//! Error types for the VA-API decode layer

use crate::hwaccel::vaapi::{BufferType, VaStatus};
use thiserror::Error;

/// Result type alias for decode-layer operations
pub type Result<T> = std::result::Result<T, Error>;

/// Main error type for the decode layer
///
/// Every variant maps onto exactly one VA status code through
/// [`Error::status`], which is what a VA driver entry point hands back to
/// the client.
#[derive(Error, Debug)]
pub enum Error {
    /// A required parameter or internal storage was missing or malformed
    #[error("Invalid parameter: {0}")]
    InvalidParameter(String),

    /// A buffer id did not resolve, could not be mapped, or carried no elements
    #[error("Invalid buffer: {0}")]
    InvalidBuffer(String),

    /// A surface id did not resolve to a live surface
    #[error("Invalid surface: {0}")]
    InvalidSurface(u32),

    /// A buffer of a kind this decoder does not handle was rendered
    #[error("Unsupported buffer type: {0:?}")]
    UnsupportedBufferType(BufferType),

    /// The profile has no decode mode on this hardware
    #[error("Unsupported profile: {0}")]
    UnsupportedProfile(String),

    /// Requested frame dimensions exceed the hardware limit
    #[error("Resolution {width}x{height} exceeds maximum {max_width}x{max_height}")]
    ResolutionNotSupported {
        width: u32,
        height: u32,
        max_width: u32,
        max_height: u32,
    },

    /// GPU object creation, host reservation or lock failure
    #[error("Allocation failed: {0}")]
    AllocationFailed(String),

    /// Operation called in the wrong phase of the frame lifecycle
    #[error("Invalid state: {0}")]
    InvalidState(String),

    /// Configuration error
    #[error("Configuration error: {0}")]
    Config(String),

    /// Initialization error
    #[error("Initialization error: {0}")]
    Init(String),
}

impl Error {
    /// Create an invalid parameter error
    pub fn invalid_parameter<S: Into<String>>(msg: S) -> Self {
        Error::InvalidParameter(msg.into())
    }

    /// Create an invalid buffer error
    pub fn invalid_buffer<S: Into<String>>(msg: S) -> Self {
        Error::InvalidBuffer(msg.into())
    }

    /// Create an allocation failure
    pub fn allocation_failed<S: Into<String>>(msg: S) -> Self {
        Error::AllocationFailed(msg.into())
    }

    /// Create an unsupported profile error
    pub fn unsupported_profile<S: Into<String>>(msg: S) -> Self {
        Error::UnsupportedProfile(msg.into())
    }

    /// Create an invalid state error
    pub fn invalid_state<S: Into<String>>(msg: S) -> Self {
        Error::InvalidState(msg.into())
    }

    /// Create a configuration error
    pub fn config<S: Into<String>>(msg: S) -> Self {
        Error::Config(msg.into())
    }

    /// VA status code reported to the client for this error
    pub fn status(&self) -> VaStatus {
        match self {
            Error::InvalidParameter(_) => VaStatus::InvalidParameter,
            Error::InvalidBuffer(_) => VaStatus::InvalidBuffer,
            Error::InvalidSurface(_) => VaStatus::InvalidSurface,
            Error::UnsupportedBufferType(_) => VaStatus::UnsupportedBufferType,
            Error::UnsupportedProfile(_) => VaStatus::UnsupportedProfile,
            Error::ResolutionNotSupported { .. } => VaStatus::ResolutionNotSupported,
            Error::AllocationFailed(_) => VaStatus::AllocationFailed,
            Error::InvalidState(_) => VaStatus::OperationFailed,
            Error::Config(_) | Error::Init(_) => VaStatus::OperationFailed,
        }
    }

    /// Whether the frame survives this error
    ///
    /// Only an unsupported buffer kind leaves the rest of the render call
    /// applied; every other error discards the call.
    pub fn is_recoverable(&self) -> bool {
        matches!(self, Error::UnsupportedBufferType(_))
    }
}

/// Collapse a decode-layer result into the status the client sees
pub fn to_status<T>(result: &Result<T>) -> VaStatus {
    match result {
        Ok(_) => VaStatus::Success,
        Err(e) => e.status(),
    }
}
//! Hardware decode contexts behind a VA-API driver surface
//!
//! A driver receives parameter buffers from the client, translates them into
//! the parameter blocks the decode hardware consumes and hands the result to
//! a command generator. This module holds the codec-agnostic parts of that
//! path:
//!
//! - [`vaapi`]: VA protocol values, client buffers and surfaces
//! - [`gpu`]: buffer objects, fences and allocators
//! - [`pool`]: bitstream ring and fixed host arrays
//! - [`render_target`]: surface to frame-index table
//!
//! ## Usage
//!
//! ```rust,ignore
//! use std::sync::Arc;
//! use vaddi::hwaccel::{create_ddi_decoder, gpu::SystemAllocator, vaapi::VaProfile, DecoderConfig};
//!
//! let mut decoder = create_ddi_decoder(
//!     VaProfile::Vp8Version0_3,
//!     640,
//!     480,
//!     DecoderConfig::default(),
//!     Arc::new(SystemAllocator::new()),
//! )?;
//! decoder.begin_picture(&media, target)?;
//! decoder.render_picture(&mut media, &buffers)?;
//! decoder.end_picture(&mut generator)?;
//! ```

pub mod common;
pub mod gpu;
pub mod pool;
pub mod render_target;
pub mod vaapi;

pub use common::{DecoderConfig, HwCodecType};

use crate::codec::vp8::{Vp8DecodeJob, Vp8Decoder};
use crate::error::{Error, Result};
use gpu::BufferAllocator;
use std::sync::Arc;
use tracing::info;
use vaapi::{BufferType, MediaBuffer, MediaContext, SurfaceId, VaBufferId, VaProfile};

/// Hardware decode mode selected for a profile
#[derive(Debug, Clone, Copy, PartialEq, Eq, Hash)]
pub enum CodecMode {
    /// VP8 variable-length decode
    Vp8Vld,
}

impl CodecMode {
    /// Codec decoded in this mode
    pub fn codec(&self) -> HwCodecType {
        match self {
            CodecMode::Vp8Vld => HwCodecType::VP8,
        }
    }
}

/// Decode mode for a VA profile
pub fn decode_codec_mode(profile: VaProfile) -> Result<CodecMode> {
    match profile {
        VaProfile::Vp8Version0_3 => Ok(CodecMode::Vp8Vld),
        other => Err(Error::unsupported_profile(format!(
            "no decode mode for {:?}",
            other
        ))),
    }
}

/// A frame ready for the hardware
#[derive(Debug)]
pub enum DecodeJob<'a> {
    Vp8(Vp8DecodeJob<'a>),
}

/// Turns a translated frame into hardware commands
///
/// Implementations must call [`gpu::Fence::begin_read`] on every buffer the
/// submitted commands read and [`gpu::Fence::complete`] once the hardware
/// is done with them.
pub trait CommandGenerator {
    fn execute(&mut self, job: DecodeJob<'_>) -> Result<()>;
}

/// Per-codec decode context driven by the VA entry points
pub trait DdiDecoder: Send {
    /// Codec this context decodes
    fn codec(&self) -> HwCodecType;

    /// Check a frame size against the hardware limits for a mode
    fn check_resolution(&self, mode: CodecMode, width: u32, height: u32) -> Result<()>;

    /// Record the context's frame size and mode
    fn context_init(&mut self, width: u32, height: u32);

    /// Allocate parameter storage and the buffer pool
    fn init_resources(&mut self) -> Result<()>;

    /// Register a client buffer, staging its payload where the codec needs it
    fn create_buffer(
        &mut self,
        media: &mut MediaContext,
        kind: BufferType,
        num_elements: u32,
        data: &[u8],
    ) -> Result<VaBufferId>;

    /// Reserve slice-control slots for a slice-parameter buffer
    fn alloc_slice_control_buffer(&mut self, buffer: &mut MediaBuffer) -> Result<()>;

    /// Start a frame decoding into `render_target`
    fn begin_picture(&mut self, media: &MediaContext, render_target: SurfaceId) -> Result<()>;

    /// Translate a batch of client buffers into the frame's parameters
    fn render_picture(&mut self, media: &mut MediaContext, buffers: &[VaBufferId]) -> Result<()>;

    /// Submit the frame
    fn end_picture(&mut self, generator: &mut dyn CommandGenerator) -> Result<()>;

    /// Release every resource; safe to call more than once
    fn destroy_context(&mut self);
}

/// Create and initialise a decode context for a profile
pub fn create_ddi_decoder(
    profile: VaProfile,
    width: u32,
    height: u32,
    config: DecoderConfig,
    allocator: Arc<dyn BufferAllocator>,
) -> Result<Box<dyn DdiDecoder>> {
    let mode = decode_codec_mode(profile)?;

    let mut decoder: Box<dyn DdiDecoder> = match mode {
        CodecMode::Vp8Vld => Box::new(Vp8Decoder::new(config, allocator)?),
    };
    decoder.check_resolution(mode, width, height)?;
    decoder.context_init(width, height);
    decoder.init_resources()?;

    info!("created {} decode context {}x{}", decoder.codec(), width, height);
    Ok(decoder)
}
**********
*Work request*:
Among the records, find each line where the word "SystemAllocator" occurs, and copy it.

*Final answer*:
//! use vaddi::hwaccel::{create_ddi_decoder, gpu::SystemAllocator, vaapi::VaProfile, DecoderConfig};
//!     Arc::new(SystemAllocator::new()),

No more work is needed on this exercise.